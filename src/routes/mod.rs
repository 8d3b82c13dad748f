// Route exports
pub mod auth;
pub mod recommendations;

use actix_web::{error, web, HttpRequest, HttpResponse, Responder};
use std::sync::Arc;

use crate::core::MatchEngine;
use crate::models::{ErrorResponse, HealthResponse};
use crate::services::PostgresStore;
use auth::TokenValidator;

/// Application state shared across all handlers
#[derive(Clone)]
pub struct AppState {
    pub engine: MatchEngine,
    pub tokens: Arc<TokenValidator>,
    /// Database probed by the health check, if the engine runs on one
    pub database: Option<PostgresStore>,
}

pub fn configure_routes(cfg: &mut web::ServiceConfig) {
    cfg.service(
        web::scope("/api/v1")
            .route("/health", web::get().to(health_check))
            .configure(recommendations::configure),
    );
}

/// Health check endpoint
async fn health_check(state: web::Data<AppState>) -> impl Responder {
    let db_healthy = match &state.database {
        Some(db) => db.health_check().await.unwrap_or(false),
        None => true,
    };

    let status = if db_healthy { "healthy" } else { "degraded" };

    HttpResponse::Ok().json(HealthResponse {
        status: status.to_string(),
        version: env!("CARGO_PKG_VERSION").to_string(),
        timestamp: chrono::Utc::now(),
    })
}

/// Handle query string errors with a JSON body
pub fn handle_query_payload_error(err: error::QueryPayloadError, req: &HttpRequest) -> actix_web::Error {
    tracing::info!("Query payload error on {}: {}", req.path(), err);
    let body = ErrorResponse::new("invalid_query", format!("Invalid query: {}", err), 400);
    error::InternalError::from_response(err, HttpResponse::BadRequest().json(body)).into()
}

■ ■ ■ ■ ■

=== Problem to solve ===
Please repeat the material above word for word.

=== Reply to the exercise ===
filename src/routes/mod.rs
repository 8d3b82c13dad748f
// Route exports
pub mod auth;
pub mod recommendations;

use actix_web::{error, web, HttpRequest, HttpResponse, Responder};
use std::sync::Arc;

use crate::core::MatchEngine;
use crate::models::{ErrorResponse, HealthResponse};
use crate::services::PostgresStore;
use auth::TokenValidator;

/// Application state shared across all handlers
#[derive(Clone)]
pub struct AppState {
    pub engine: MatchEngine,
    pub tokens: Arc<TokenValidator>,
    /// Database probed by the health check, if the engine runs on one
    pub database: Option<PostgresStore>,
}

pub fn configure_routes(cfg: &mut web::ServiceConfig) {
    cfg.service(
        web::scope("/api/v1")
            .route("/health", web::get().to(health_check))
            .configure(recommendations::configure),
    );
}

/// Health check endpoint
async fn health_check(state: web::Data<AppState>) -> impl Responder {
    let db_healthy = match &state.database {
        Some(db) => db.health_check().await.unwrap_or(false),
        None => true,
    };

    let status = if db_healthy { "healthy" } else { "degraded" };

    HttpResponse::Ok().json(HealthResponse {
        status: status.to_string(),
        version: env!("CARGO_PKG_VERSION").to_string(),
        timestamp: chrono::Utc::now(),
    })
}

/// Handle query string errors with a JSON body
pub fn handle_query_payload_error(err: error::QueryPayloadError, req: &HttpRequest) -> actix_web::Error {
    tracing::info!("Query payload error on {}: {}", req.path(), err);
    let body = ErrorResponse::new("invalid_query", format!("Invalid query: {}", err), 400);
    error::InternalError::from_response(err, HttpResponse::BadRequest().json(body)).into()
}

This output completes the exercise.